The DPC 20 further comprises at least one connector component 45 to carry an electric current from the power source 28 to the at least one electrode 22. The connector component 45 may be any suitable means for connecting the power source 28 to the at least one exposed electrode 22. For example, the connector component 45 may be a housing wall 46 of the power source 28 (FIGS. 1A-1B, 3, 4A-4B, 10), an insulated wire 48 (FIGS. 5A-5B and 7), or a cover 50 (FIGS. 6A-6B)).
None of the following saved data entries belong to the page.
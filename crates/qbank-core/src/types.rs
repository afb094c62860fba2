use std::collections::BTreeMap;
use std::fmt;
use std::str::FromStr;

use serde::{Deserialize, Serialize};

use crate::error::QbankError;

// =============================================================================
// Enums
// =============================================================================

/// Difficulty level of a question.
#[derive(Clone, Copy, Debug, PartialEq, Eq, Hash, Serialize, Deserialize)]
pub enum Difficulty {
    Easy,
    Medium,
    Hard,
}

impl Difficulty {
    /// The canonical text stored in the database and sent on the wire.
    pub fn as_str(&self) -> &'static str {
        match self {
            Difficulty::Easy => "Easy",
            Difficulty::Medium => "Medium",
            Difficulty::Hard => "Hard",
        }
    }

    /// All difficulty levels in ascending order.
    pub fn all() -> [Difficulty; 3] {
        [Difficulty::Easy, Difficulty::Medium, Difficulty::Hard]
    }
}

impl fmt::Display for Difficulty {
    fn fmt(&self, f: &mut fmt::Formatter<'_>) -> fmt::Result {
        f.write_str(self.as_str())
    }
}

impl FromStr for Difficulty {
    type Err = QbankError;

    fn from_str(s: &str) -> Result<Self, Self::Err> {
        match s.to_ascii_lowercase().as_str() {
            "easy" => Ok(Difficulty::Easy),
            "medium" => Ok(Difficulty::Medium),
            "hard" => Ok(Difficulty::Hard),
            other => Err(QbankError::Serialization(format!(
                "Unknown difficulty: {}",
                other
            ))),
        }
    }
}

/// The answer format of a question.
///
/// Wire strings match the historical API values exactly, including the
/// lowercase "oneword" and slashed "True/False".
#[derive(Clone, Copy, Debug, PartialEq, Eq, Hash, Serialize, Deserialize)]
pub enum QuestionType {
    #[serde(rename = "MCQ")]
    Mcq,
    #[serde(rename = "Short Answer")]
    ShortAnswer,
    #[serde(rename = "Long Answer")]
    LongAnswer,
    #[serde(rename = "oneword")]
    OneWord,
    #[serde(rename = "True/False")]
    TrueFalse,
}

impl QuestionType {
    /// The canonical text stored in the database and sent on the wire.
    pub fn as_str(&self) -> &'static str {
        match self {
            QuestionType::Mcq => "MCQ",
            QuestionType::ShortAnswer => "Short Answer",
            QuestionType::LongAnswer => "Long Answer",
            QuestionType::OneWord => "oneword",
            QuestionType::TrueFalse => "True/False",
        }
    }

    /// All question types.
    pub fn all() -> [QuestionType; 5] {
        [
            QuestionType::Mcq,
            QuestionType::ShortAnswer,
            QuestionType::LongAnswer,
            QuestionType::OneWord,
            QuestionType::TrueFalse,
        ]
    }
}

impl fmt::Display for QuestionType {
    fn fmt(&self, f: &mut fmt::Formatter<'_>) -> fmt::Result {
        f.write_str(self.as_str())
    }
}

impl FromStr for QuestionType {
    type Err = QbankError;

    fn from_str(s: &str) -> Result<Self, Self::Err> {
        match s {
            "MCQ" => Ok(QuestionType::Mcq),
            "Short Answer" => Ok(QuestionType::ShortAnswer),
            "Long Answer" => Ok(QuestionType::LongAnswer),
            "oneword" => Ok(QuestionType::OneWord),
            "True/False" => Ok(QuestionType::TrueFalse),
            other => Err(QbankError::Serialization(format!(
                "Unknown question type: {}",
                other
            ))),
        }
    }
}

// =============================================================================
// Question records
// =============================================================================

fn default_language() -> String {
    "English".to_string()
}

/// A question as submitted for creation, before an id is assigned.
#[derive(Clone, Debug, PartialEq, Serialize, Deserialize)]
pub struct NewQuestion {
    pub question: String,
    pub question_type: QuestionType,
    pub solution: String,
    pub difficulty: Difficulty,
    #[serde(default)]
    pub tags: Vec<String>,
    #[serde(default = "default_language")]
    pub language: String,
    #[serde(default)]
    pub image_required: bool,
}

impl NewQuestion {
    /// The canonical text representation used to derive the similarity
    /// embedding: question body, solution, and tags concatenated.
    pub fn embedding_text(&self) -> String {
        format!(
            "Question: {} Solution: {} Tags: {}",
            self.question,
            self.solution,
            self.tags.join(", ")
        )
    }

    /// Promote to a stored question once an id has been assigned.
    pub fn with_id(self, question_id: i64) -> Question {
        Question {
            question_id,
            question: self.question,
            question_type: self.question_type,
            solution: self.solution,
            difficulty: self.difficulty,
            tags: self.tags,
            language: self.language,
            image_required: self.image_required,
        }
    }
}

/// A stored question with its assigned identifier.
#[derive(Clone, Debug, PartialEq, Serialize, Deserialize)]
pub struct Question {
    pub question_id: i64,
    pub question: String,
    pub question_type: QuestionType,
    pub solution: String,
    pub difficulty: Difficulty,
    #[serde(default)]
    pub tags: Vec<String>,
    #[serde(default = "default_language")]
    pub language: String,
    #[serde(default)]
    pub image_required: bool,
}

impl Question {
    /// The canonical text representation used to derive the similarity
    /// embedding. Must stay in sync with [`NewQuestion::embedding_text`]
    /// so re-embedding after an update is idempotent for unchanged rows.
    pub fn embedding_text(&self) -> String {
        format!(
            "Question: {} Solution: {} Tags: {}",
            self.question,
            self.solution,
            self.tags.join(", ")
        )
    }
}

/// Partial update of a stored question. `None` fields are left untouched;
/// `Some(tags)` replaces the full tag set.
#[derive(Clone, Debug, Default, PartialEq, Serialize, Deserialize)]
pub struct QuestionUpdate {
    pub question: Option<String>,
    pub question_type: Option<QuestionType>,
    pub solution: Option<String>,
    pub difficulty: Option<Difficulty>,
    pub tags: Option<Vec<String>>,
    pub language: Option<String>,
    pub image_required: Option<bool>,
}

impl QuestionUpdate {
    /// True when no field is set, i.e. the update would be a no-op.
    pub fn is_empty(&self) -> bool {
        self.question.is_none()
            && self.question_type.is_none()
            && self.solution.is_none()
            && self.difficulty.is_none()
            && self.tags.is_none()
            && self.language.is_none()
            && self.image_required.is_none()
    }
}

// =============================================================================
// Statistics
// =============================================================================

/// Aggregate statistics over the question bank.
#[derive(Clone, Debug, Default, PartialEq, Serialize, Deserialize)]
pub struct QuestionStats {
    pub total_questions: u64,
    /// Count per difficulty, keyed by canonical name.
    pub difficulties: BTreeMap<String, u64>,
    /// Count per question type, keyed by canonical name.
    pub question_types: BTreeMap<String, u64>,
    /// Count per language.
    pub languages: BTreeMap<String, u64>,
    /// Most frequently used tags with their counts, descending.
    pub popular_tags: Vec<TagCount>,
    /// All distinct tags, ascending.
    pub topics: Vec<String>,
}

/// A tag together with how many questions carry it.
#[derive(Clone, Debug, PartialEq, Serialize, Deserialize)]
pub struct TagCount {
    pub tag: String,
    pub count: u64,
}

#[cfg(test)]
mod tests {
    use super::*;

    #[test]
    fn test_question_type_wire_strings() {
        assert_eq!(
            serde_json::to_string(&QuestionType::Mcq).unwrap(),
            "\"MCQ\""
        );
        assert_eq!(
            serde_json::to_string(&QuestionType::ShortAnswer).unwrap(),
            "\"Short Answer\""
        );
        assert_eq!(
            serde_json::to_string(&QuestionType::OneWord).unwrap(),
            "\"oneword\""
        );
        assert_eq!(
            serde_json::to_string(&QuestionType::TrueFalse).unwrap(),
            "\"True/False\""
        );
    }

    #[test]
    fn test_question_type_round_trip() {
        for qt in QuestionType::all() {
            let parsed: QuestionType = qt.as_str().parse().unwrap();
            assert_eq!(parsed, qt);
        }
    }

    #[test]
    fn test_difficulty_round_trip() {
        for d in Difficulty::all() {
            let parsed: Difficulty = d.as_str().parse().unwrap();
            assert_eq!(parsed, d);
        }
    }

    #[test]
    fn test_difficulty_parse_case_insensitive() {
        assert_eq!("easy".parse::<Difficulty>().unwrap(), Difficulty::Easy);
        assert_eq!("MEDIUM".parse::<Difficulty>().unwrap(), Difficulty::Medium);
        assert!("impossible".parse::<Difficulty>().is_err());
    }

    #[test]
    fn test_new_question_defaults() {
        let json = r#"{
            "question": "What is the capital of France?",
            "question_type": "oneword",
            "solution": "Paris",
            "difficulty": "Easy"
        }"#;
        let q: NewQuestion = serde_json::from_str(json).unwrap();
        assert_eq!(q.language, "English");
        assert!(!q.image_required);
        assert!(q.tags.is_empty());
    }

    #[test]
    fn test_embedding_text_format() {
        let q = NewQuestion {
            question: "What is 2+2?".to_string(),
            question_type: QuestionType::OneWord,
            solution: "4".to_string(),
            difficulty: Difficulty::Easy,
            tags: vec!["math".to_string(), "arithmetic".to_string()],
            language: "English".to_string(),
            image_required: false,
        };
        assert_eq!(
            q.embedding_text(),
            "Question: What is 2+2? Solution: 4 Tags: math, arithmetic"
        );
    }

    #[test]
    fn test_embedding_text_matches_between_new_and_stored() {
        let new = NewQuestion {
            question: "Q".to_string(),
            question_type: QuestionType::Mcq,
            solution: "S".to_string(),
            difficulty: Difficulty::Hard,
            tags: vec!["t".to_string()],
            language: "English".to_string(),
            image_required: true,
        };
        let stored = Question {
            question_id: 7,
            question: new.question.clone(),
            question_type: new.question_type,
            solution: new.solution.clone(),
            difficulty: new.difficulty,
            tags: new.tags.clone(),
            language: new.language.clone(),
            image_required: new.image_required,
        };
        assert_eq!(new.embedding_text(), stored.embedding_text());
    }

    #[test]
    fn test_update_is_empty() {
        assert!(QuestionUpdate::default().is_empty());

        let update = QuestionUpdate {
            difficulty: Some(Difficulty::Medium),
            ..Default::default()
        };
        assert!(!update.is_empty());
    }
}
The firearm's 26 type and use during operation (e.g. what parts of the firearm 26 move when the firearm 26 is fired) will determine the suitability of the specific connector component 45 to be used to connect the power source 28 to the at least one exposed electrode 22.

The at least one exposed electrode 22 is preferably insulated (e.g. with an insulating material 66) and not proximate to a handle 52 (hereinafter “1^st handle”) of the firearm 26, so that a user 54 may operate the firearm 26 by the 1^st handle 52 of the firearm 26 without being shocked when the electrode 22 receives an electrical current from the power source 28. In another alternate embodiment, the 1^st handle 52 of the firearm 26 may be insulated, instead of or in addition to the at least one exposed electrode 22, so that the user 54 operating the firearm 26 will not be shocked.

The 1st switch 30 may be a simple “on/off”, “momentary on”, or other suitable switch 30. For example, when the power source 28 is an illumination device (as illustrated in FIG. 1A-1B), the 1^st switch 30 may be a Single Pole Double Throw Switch, including a “center off” position (i.e. SPDT center off switch).

The at least one electrode 22 is preferably disposed proximate to the muzzle 56 of the firearm 26, so that when an assailant 58 is being held at gunpoint by a user 54, the electrode 22 will be on the firearm 26 at a point closest to the assailant 58 when the assailant 58 attempts to disarm the user 54 who is holding the firearm 26 by at least one 1^st handle 52.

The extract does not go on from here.